About this task -> Copy out the entries below exactly as they stand, but only from the line containing "pub async fn run_on_worker_spawn(&self, event: &WorkerEvent)" through the line containing "if let Some(hook) = &entry.plugin.hooks.on_server_start".

Stored data ->
impl PluginRegistry {
    pub fn new() -> Self {
        Self {
            plugins: Vec::new(),
            index: HashMap::new(),
            router_order: Vec::new(),
            reserved: ReservedPaths::new(),
            services: Arc::new(ServiceLocator::new()),
        }
    }

    /// Add `plugin` at the end of the chain.
    ///
    /// Fails when the name is taken or a declared dependency has not been
    /// registered before it.
    pub fn register(&mut self, mut plugin: Plugin) -> Result<()> {
        if self.index.contains_key(&plugin.name) {
            return Err(Error::DuplicatePlugin(plugin.name));
        }
        for dependency in &plugin.dependencies {
            if !self.index.contains_key(dependency) {
                return Err(Error::MissingDependency {
                    plugin: plugin.name.clone(),
                    dependency: dependency.clone(),
                });
            }
        }
        for dependency in &plugin.optional_dependencies {
            if !self.index.contains_key(dependency) {
                debug!(
                    "Optional dependency '{}' of plugin '{}' is not registered",
                    dependency, plugin.name
                );
            }
        }

        let base = match &plugin.base {
            Some(base) => normalize_base(base),
            None => format!("/{}", short_name(&plugin.name)),
        };
        let public = RouteMatcher::compile(&plugin.public_routes, "")?;

        let mut apps = Vec::with_capacity(plugin.apps.len());
        for app in &plugin.apps {
            let matcher = match &app.mount {
                AppMount::Routes(patterns) => {
                    let mut compiled = Vec::with_capacity(patterns.len());
                    for pattern in patterns {
                        let matcher =
                            RouteMatcher::compile(&PublicRoutes::List(vec![pattern.clone()]), "")?;
                        compiled.push((matcher, literal_prefix(pattern)));
                        self.reserved.insert(pattern, &plugin.name);
                    }
                    AppMatcher::Routes(compiled)
                }
                AppMount::Path(path) => {
                    let prefix = normalize_base(path);
                    self.reserved.insert(&prefix, &plugin.name);
                    AppMatcher::Prefix(prefix)
                }
            };
            apps.push(CompiledApp {
                dir: app.dir.clone(),
                matcher,
                config: app.config.clone(),
            });
        }

        let router = plugin.routes.take().map(|router| {
            if base == "/" {
                router
            } else {
                Router::new().nest(&base, router)
            }
        });
        if router.is_some() || plugin.base.is_some() {
            self.reserved.insert(&base, &plugin.name);
        }

        info!(
            "Registered plugin '{}' at {} (hooks: {:?})",
            plugin.name,
            base,
            plugin.hooks.names()
        );

        let idx = self.plugins.len();
        self.index.insert(plugin.name.clone(), idx);
        self.plugins.push(Registered {
            plugin,
            base,
            public,
            apps,
            router,
        });

        if self.plugins[idx].router.is_some() {
            self.router_order.push(idx);
            let plugins = &self.plugins;
            self.router_order
                .sort_by(|a, b| plugins[*b].base.len().cmp(&plugins[*a].base.len()));
        }
        Ok(())
    }

    pub fn len(&self) -> usize {
        self.plugins.len()
    }

    pub fn is_empty(&self) -> bool {
        self.plugins.is_empty()
    }

    pub fn names(&self) -> Vec<&str> {
        self.plugins.iter().map(|p| p.plugin.name.as_str()).collect()
    }

    pub fn base_of(&self, plugin: &str) -> Option<&str> {
        self.index
            .get(plugin)
            .map(|idx| self.plugins[*idx].base.as_str())
    }

    pub fn services(&self) -> &Arc<ServiceLocator> {
        &self.services
    }

    pub fn reserved_paths(&self) -> &ReservedPaths {
        &self.reserved
    }

    /// Fail with `RouteConflict` when `path` collides with a plugin path.
    pub fn check_route_conflict(&self, path: &str) -> Result<()> {
        self.reserved.check(path)
    }

    /// Deployed apps whose name collides with a reserved path, as
    /// `(app, plugin)` pairs.
    pub fn conflicts(&self, apps: &[AppVersion]) -> Vec<(String, String)> {
        let mut out: Vec<(String, String)> = apps
            .iter()
            .filter_map(|app| {
                self.reserved
                    .owner(&format!("/{}", app.name))
                    .map(|plugin| (app.name.clone(), plugin.to_string()))
            })
            .collect();
        out.sort();
        out.dedup();
        out
    }

    pub fn describe(&self) -> Vec<PluginSummary> {
        self.plugins
            .iter()
            .map(|entry| PluginSummary {
                name: entry.plugin.name.clone(),
                base: entry.base.clone(),
                dependencies: entry.plugin.dependencies.clone(),
                hooks: entry.plugin.hooks.names(),
                reserved_paths: self.reserved.for_plugin(&entry.plugin.name),
                apps: entry.apps.len(),
                has_routes: entry.router.is_some(),
                has_fetch: entry.plugin.fetch.is_some(),
            })
            .collect()
    }

    /// True when the request is public for `plugin`, by its own
    /// `publicRoutes` or by those of the target app.
    pub fn is_public(
        &self,
        plugin: &str,
        method: &Method,
        path: &str,
        app: Option<&AppInfo>,
    ) -> bool {
        match self.index.get(plugin) {
            Some(idx) => is_public(&self.plugins[*idx], method, path, app),
            None => false,
        }
    }

    /// Run every `on_request` hook in order.
    ///
    /// A response short-circuits the chain. A hook error aborts it and is
    /// returned as `Error::Hook`.
    pub async fn run_on_request(
        &self,
        mut request: WorkerRequest,
        app: Option<&Arc<AppInfo>>,
    ) -> Result<RequestFlow> {
        for entry in &self.plugins {
            let Some(hook) = &entry.plugin.hooks.on_request else {
                continue;
            };
            let path = request.uri().path().to_string();
            if is_public(entry, request.method(), &path, app.map(|a| a.as_ref())) {
                debug!(plugin = %entry.plugin.name, "Skipping on_request for public route {}", path);
                continue;
            }

            let flow = hook(request, app.cloned())
                .await
                .map_err(|e| hook_error(&entry.plugin.name, "on_request", e))?;
            match flow {
                RequestFlow::Continue(next) => request = next,
                RequestFlow::Respond(response) => {
                    debug!(plugin = %entry.plugin.name, "on_request answered {}", path);
                    return Ok(RequestFlow::Respond(response));
                }
            }
        }
        Ok(RequestFlow::Continue(request))
    }

    /// Thread the response through every `on_response` hook in order.
    pub async fn run_on_response(
        &self,
        mut response: WorkerResponse,
        ctx: &ResponseContext,
    ) -> Result<WorkerResponse> {
        for entry in &self.plugins {
            if let Some(hook) = &entry.plugin.hooks.on_response {
                response = hook(response, ctx.clone())
                    .await
                    .map_err(|e| hook_error(&entry.plugin.name, "on_response", e))?;
            }
        }
        Ok(response)
    }

    /// Run every `on_init` hook in order. The first failure is fatal.
    pub async fn init_all(&self, pool: Arc<WorkerPool>) -> Result<()> {
        for entry in &self.plugins {
            let Some(hook) = &entry.plugin.hooks.on_init else {
                continue;
            };
            let ctx = PluginContext {
                name: entry.plugin.name.clone(),
                base: entry.base.clone(),
                config: entry.plugin.config.clone(),
                services: self.services.clone(),
                pool: pool.clone(),
            };
            hook(ctx)
                .await
                .map_err(|e| hook_error(&entry.plugin.name, "on_init", e))?;
            debug!("Initialized plugin '{}'", entry.plugin.name);
        }
        Ok(())
    }

    pub async fn run_on_worker_spawn(&self, event: &WorkerEvent) {
        for entry in &self.plugins {
            if let Some(hook) = &entry.plugin.hooks.on_worker_spawn {
                if let Err(e) = hook(event.clone()).await {
                    error!(plugin = %entry.plugin.name, "on_worker_spawn failed: {:#}", e);
                }
            }
        }
    }

    pub async fn run_on_worker_terminate(&self, event: &WorkerEvent) {
        for entry in &self.plugins {
            if let Some(hook) = &entry.plugin.hooks.on_worker_terminate {
                if let Err(e) = hook(event.clone()).await {
                    error!(plugin = %entry.plugin.name, "on_worker_terminate failed: {:#}", e);
                }
            }
        }
    }

    pub async fn run_on_server_start(&self, addr: SocketAddr) {
        for entry in &self.plugins {
            if let Some(hook) = &entry.plugin.hooks.on_server_start {
                if let Err(e) = hook(addr).await {
                    error!(plugin = %entry.plugin.name, "on_server_start failed: {:#}", e);
                }
            }
        }
    }

    /// Run every `on_shutdown` hook in reverse registration order.
    pub async fn shutdown(&self) {
        for entry in self.plugins.iter().rev() {
            if let Some(hook) = &entry.plugin.hooks.on_shutdown {
                if let Err(e) = hook().await {
                    error!(plugin = %entry.plugin.name, "on_shutdown failed: {:#}", e);
                }
            }
        }
    }

    /// The single websocket handler, a fan-out over several, or none.
    pub fn websocket_handler(&self) -> Option<Arc<dyn WebSocketHandler>> {
        let mut handlers: Vec<(String, Arc<dyn WebSocketHandler>)> = self
            .plugins
            .iter()
            .filter_map(|entry| {
                entry
                    .plugin
                    .websocket
                    .clone()
                    .map(|handler| (entry.plugin.name.clone(), handler))
            })
            .collect();

        match handlers.len() {
            0 => None,
            1 => handlers.pop().map(|(_, handler)| handler),
            _ => Some(Arc::new(FanOut::new(handlers))),
        }
    }

    /// Plugins with a full fetch handler, in registration order.
    pub fn fetch_handlers(&self) -> impl Iterator<Item = (&str, &FetchHandler)> {
        self.plugins.iter().filter_map(|entry| {
            entry
                .plugin
                .fetch
                .as_ref()
                .map(|handler| (entry.plugin.name.as_str(), handler))
        })
    }

    /// Plugin routers, longest base path first, already mounted at their base.
    pub fn routers(&self) -> impl Iterator<Item = (&str, &Router)> {
        self.router_order.iter().filter_map(|idx| {
            let entry = &self.plugins[*idx];
            entry
                .router
                .as_ref()
                .map(|router| (entry.base.as_str(), router))
        })
    }

    /// First plugin app (in registration order) mounted at `path`.
    pub fn resolve_plugin_app(&self, path: &str) -> Option<ResolvedPluginApp> {
        for entry in &self.plugins {
            for app in &entry.apps {
                let base_path = match &app.matcher {
                    AppMatcher::Routes(patterns) => patterns
                        .iter()
                        .find(|(matcher, _)| matcher.matches_path(path))
                        .map(|(_, base)| base.clone()),
                    AppMatcher::Prefix(prefix) => under_prefix(path, prefix).then(|| {
                        if prefix == "/" {
                            String::new()
                        } else {
                            prefix.clone()
                        }
                    }),
                };

                if let Some(base_path) = base_path {
                    return Some(ResolvedPluginApp {
                        plugin: entry.plugin.name.clone(),
                        dir: app.dir.clone(),
                        base_path,
                        config: app.config.clone(),
                    });
                }
            }
        }
        None
    }
}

Answer to this exercise ->
    pub async fn run_on_worker_spawn(&self, event: &WorkerEvent) {
        for entry in &self.plugins {
            if let Some(hook) = &entry.plugin.hooks.on_worker_spawn {
                if let Err(e) = hook(event.clone()).await {
                    error!(plugin = %entry.plugin.name, "on_worker_spawn failed: {:#}", e);
                }
            }
        }
    }

    pub async fn run_on_worker_terminate(&self, event: &WorkerEvent) {
        for entry in &self.plugins {
            if let Some(hook) = &entry.plugin.hooks.on_worker_terminate {
                if let Err(e) = hook(event.clone()).await {
                    error!(plugin = %entry.plugin.name, "on_worker_terminate failed: {:#}", e);
                }
            }
        }
    }

    pub async fn run_on_server_start(&self, addr: SocketAddr) {
        for entry in &self.plugins {
            if let Some(hook) = &entry.plugin.hooks.on_server_start {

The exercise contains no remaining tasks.